Vestibül /// 10. Februar 2024 /// Muttertier
Im Vestibül bringt das Regieteam um Mia Constantine den beim Retzhofer Dramapreis 2023 ausgezeichneten Theatertext Muttertier von Leonie Lorena Wyss leichtfüßig zur Uraufführung. Es geht um Tod, Mutterschaft, Kindheit und die Perspektiven von drei Schwestern (“der Großen, Mittleren und Kleinen”) auf diese wichtigen Themen.
Kinderspieleland am Rande des Todes
Johann Brigitte Schima füllt das kleine Vestibül mit einem Bühnenbild aus, das an den Eingang zu einem Kinderspieleland erinnert: Es ist knallig gelb, mit bunten Leuchtstreifen und Nischen, die zum Verstecken einladen – allerdings vermitteln die seitlich angebrachten, türkisenen Jalousien und die klaren Formen der Konstruktion auch den Eindruck eines modernen Krankenhauses. Die kleinen Bänke sind nicht nur Warteplätze für die Wasserrutsche, sondern auch für das Krankenzimmer, in dem eine sterbende Mutter, das Muttertier, liegt. Die drei Schwestern stehen um ihr Bett herum, hören den Lauten der Beatmungsmaschine zu und erinnern sich: An die Fischstäbchen, die Mutter immer zubereitet hat, das Bitten um einen Ausflug ins Schwimmbad, endlich den Ausflug selbst, die Titanic-Filmabende und vieles mehr.

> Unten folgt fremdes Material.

impl HubProxy {
    pub fn name(&self) -> &str {
        &self.name
    }

    /// Set one entry of the shared hub state.
    pub fn set_state(&self, key: impl Into<String>, value: Value) {
        self.state.lock().unwrap().insert(key.into(), value);
    }

    /// Raw value of one hub-state entry.
    pub fn state_value(&self, key: &str) -> Option<Value> {
        self.state.lock().unwrap().get(key).cloned()
    }

    /// Decoded value of one hub-state entry.
    pub fn state_as<T: DeserializeOwned>(&self, key: &str) -> Result<Option<T>, ClientError> {
        match self.state_value(key) {
            None => Ok(None),
            Some(value) => Ok(Some(serde_json::from_value(value)?)),
        }
    }

    fn apply_state(&self, update: Map<String, Value>) {
        let mut state = self.state.lock().unwrap();
        for (key, value) in update {
            state.insert(key, value);
        }
    }

    /// The subscription for an event name (case-insensitive). Repeated
    /// calls return the same subscription, accumulating handlers.
    pub fn subscribe(&self, event: &str) -> Arc<Subscription> {
        let folded = event.to_lowercase();
        let mut subscriptions = self.subscriptions.lock().unwrap();
        subscriptions
            .entry(folded)
            .or_insert_with(|| Arc::new(Subscription::new()))
            .clone()
    }

    /// Drop every handler attached to an event.
    pub fn remove_subscription(&self, event: &str) {
        self.subscriptions
            .lock()
            .unwrap()
            .remove(&event.to_lowercase());
    }

    fn dispatch_event(&self, event: &str, args: &[Value]) -> Result<(), ClientError> {
        let subscription = self
            .subscriptions
            .lock()
            .unwrap()
            .get(&event.to_lowercase())
            .cloned();
        match subscription {
            Some(subscription) => subscription.dispatch(args),
            None => Ok(()),
        }
    }

    /// Invoke a hub method. The returned operation completes when the
    /// correlated result arrives; cancelling it drops the registration so a
    /// late reply is ignored.
    pub fn invoke(self: &Arc<Self>, method: &str, args: Vec<Value>) -> Arc<Operation<Value, HubError>> {
        let Some(inner) = self.client.upgrade() else {
            return Operation::failed(HubError::ConnectionClosed("hub client dropped".into()));
        };
        debug!(hub = %self.name, %method, "invoking hub method");

        let op: Arc<Operation<Value, HubError>> = Operation::new();
        let callback_id = {
            let proxy = self.clone();
            let op = op.clone();
            inner.register_callback(Box::new(move |outcome| match outcome {
                HubOutcome::Aborted(reason) => op.set_error(HubError::ConnectionClosed(reason)),
                HubOutcome::Result(result) => match result.error {
                    Some(message) => {
                        if result.is_hub_exception {
                            op.set_error(HubError::HubException {
                                message,
                                data: result.error_data,
                            });
                        } else {
                            op.set_error(HubError::Remote(message));
                        }
                    }
                    None => {
                        if let Some(state) = result.state {
                            proxy.apply_state(state);
                        }
                        op.set_result(result.result.unwrap_or(Value::Null));
                    }
                },
            }))
        };

        let state_snapshot = {
            let state = self.state.lock().unwrap();
            if state.is_empty() {
                None
            } else {
                Some(state.clone())
            }
        };
        let envelope = HubInvocation {
            callback_id: callback_id.clone(),
            hub: self.name.clone(),
            method: method.to_string(),
            args,
            state: state_snapshot,
        };
        let payload = match serde_json::to_string(&envelope) {
            Ok(payload) => payload,
            Err(err) => {
                inner.remove_callback(&callback_id);
                return Operation::failed(HubError::Client(err.into()));
            }
        };

        {
            let client = self.client.clone();
            let callback_id = callback_id.clone();
            op.on_cancelled(move || {
                if let Some(inner) = client.upgrade() {
                    inner.remove_callback(&callback_id);
                }
            });
        }

        let send_op = inner.connection.send(payload);
        {
            let target = Arc::downgrade(&op);
            send_op.on_error(move |err| {
                if let Some(op) = target.upgrade() {
                    op.set_error(HubError::Client(err.clone()));
                }
            });
        }

        op
    }

    /// Invoke a hub method and decode the result into `R`.
    pub fn invoke_typed<R>(
        self: &Arc<Self>,
        method: &str,
        args: Vec<Value>,
    ) -> Arc<Operation<R, HubError>>
    where
        R: DeserializeOwned + Clone + Send + Sync + 'static,
    {
        let raw = self.invoke(method, args);
        let typed: Arc<Operation<R, HubError>> = Operation::new();
        operation::link(&typed, &raw);
        {
            let typed = typed.clone();
            raw.on_done(move |value| {
                let decoded: R = serde_json::from_value(value.clone())
                    .map_err(|err| HubError::Client(ClientError::from(err)))?;
                typed.set_result(decoded);
                Ok(())
            });
        }
        typed
    }

    // ── Typed event registration ────────────────────────────────────────
    //
    // One method per handler arity. The wire argument count must match the
    // declared arity exactly; a mismatch fails that invocation.

    pub fn on(self: &Arc<Self>, event: &str, handler: impl Fn() + Send + Sync + 'static) {
        let event_name = event.to_string();
        self.subscribe(event).received(move |args| {
            check_arity(&event_name, args, 0)?;
            handler();
            Ok(())
        });
    }

    pub fn on1<A1>(self: &Arc<Self>, event: &str, handler: impl Fn(A1) + Send + Sync + 'static)
    where
        A1: DeserializeOwned,
    {
        let event_name = event.to_string();
        self.subscribe(event).received(move |args| {
            check_arity(&event_name, args, 1)?;
            handler(decode_arg(&args[0])?);
            Ok(())
        });
    }

    pub fn on2<A1, A2>(
        self: &Arc<Self>,
        event: &str,
        handler: impl Fn(A1, A2) + Send + Sync + 'static,
    ) where
        A1: DeserializeOwned,
        A2: DeserializeOwned,
    {
        let event_name = event.to_string();
        self.subscribe(event).received(move |args| {
            check_arity(&event_name, args, 2)?;
            handler(decode_arg(&args[0])?, decode_arg(&args[1])?);
            Ok(())
        });
    }

    pub fn on3<A1, A2, A3>(
        self: &Arc<Self>,
        event: &str,
        handler: impl Fn(A1, A2, A3) + Send + Sync + 'static,
    ) where
        A1: DeserializeOwned,
        A2: DeserializeOwned,
        A3: DeserializeOwned,
    {
        let event_name = event.to_string();
        self.subscribe(event).received(move |args| {
            check_arity(&event_name, args, 3)?;
            handler(
                decode_arg(&args[0])?,
                decode_arg(&args[1])?,
                decode_arg(&args[2])?,
            );
            Ok(())
        });
    }

    pub fn on4<A1, A2, A3, A4>(
        self: &Arc<Self>,
        event: &str,
        handler: impl Fn(A1, A2, A3, A4) + Send + Sync + 'static,
    ) where
        A1: DeserializeOwned,
        A2: DeserializeOwned,
        A3: DeserializeOwned,
        A4: DeserializeOwned,
    {
        let event_name = event.to_string();
        self.subscribe(event).received(move |args| {
            check_arity(&event_name, args, 4)?;
            handler(
                decode_arg(&args[0])?,
                decode_arg(&args[1])?,
                decode_arg(&args[2])?,
                decode_arg(&args[3])?,
            );
            Ok(())
        });
    }

    pub fn on5<A1, A2, A3, A4, A5>(
        self: &Arc<Self>,
        event: &str,
        handler: impl Fn(A1, A2, A3, A4, A5) + Send + Sync + 'static,
    ) where
        A1: DeserializeOwned,
        A2: DeserializeOwned,
        A3: DeserializeOwned,
        A4: DeserializeOwned,
        A5: DeserializeOwned,
    {
        let event_name = event.to_string();
        self.subscribe(event).received(move |args| {
            check_arity(&event_name, args, 5)?;
            handler(
                decode_arg(&args[0])?,
                decode_arg(&args[1])?,
                decode_arg(&args[2])?,
                decode_arg(&args[3])?,
                decode_arg(&args[4])?,
            );
            Ok(())
        });
    }
}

Erinnerung: Alleine und Gemeinsam
Dem packenden, vielschichtigen Text von Leonie Lorena Wyss folgend, erinnern sich die drei kollektiv; sie sprechen chorisch, tollen lachend über die Bühne und erfreuen sich an ihrem schwesterlichen “wir”, das den Tod der Mutter erträglicher zu machen scheint. Dann stehen sie aber auch alleine, sprechen Monologe und geben ihrer ganz eigenen Beziehung zur Mutter einen tiefen Ausdruck. Unter der filigranen Orchestrierung von Mia Constantine (Regie) glänzen Laura Dittmann, Claudia Kainberger und Lara Sienczak in ihren Rollen! Der Regisseurin ist es wunderbar gelungen, den Text als Angebot anzunehmen und ihn auf der Bühne weiterzuentwickeln: Das wechselnde Tempo, die Monologe und das chorische Sprechen, der Gesang, die Lautstärke, die Klänge, jedes Wort sitzt. Die Schauspielerinnen verzaubern das Publikum mit Passagen, die manchen Zuseher*innen die Augen feucht werden lassen – mal aus sich tief lösender Traurigkeit, dann wieder aus hervorbrechender, kindlicher Freude.
Mutterschaft
Die Krankheit und der Tod der Mutter sind Anlass, darüber nachzudenken, was eine Mutter eigentlich zur Mutter macht. War sie, die eigene Mutter, vor der Geburt auch noch so verspielt und leicht unterwegs wie wir?, fragt eine der Schwestern. Wer macht eine Mutter zur Mutter? Die Kinder? Die Gesellschaft? Muss eine Mutter ihre Kinder immer lieben? Kann sie das überhaupt? Die Liste an Fragen, die im Text durchscheinen, ist lang. Nicht immer ist das Verhältnis zur Mutter einfach und klar, wie die mittlere der Schwestern im Dämmerschlaf erzählt. Was aber eindeutig ist: Für die Beantwortung der Fragen nach Mutterschaft brauchen die drei Schwestern keine Männer, die nur stören und “doof schauen” würden. Für Jack ist in ihren eigenen Titanic-Spielen kein Platz. Er wird parodistisch nachgespielt und die gesamte patriarchale, heteronormative Gesellschaft gleich mit ihm.
Realität und Spiel
Die Realität des Todes, die tatsächlichen Erinnerungen und das kindliche Spiel verschwimmen in Muttertier unauflöslich ineinander: Aber ob Krankenhaus, Kinderspieleland oder Film… Alles, was man in der Inszenierung im Vestibül zu sehen und hören bekommt, ist mit einer tiefen, emotionalen Wahrheit erfüllt. Dafür gibt es bei der Premiere langen, lauten Applaus!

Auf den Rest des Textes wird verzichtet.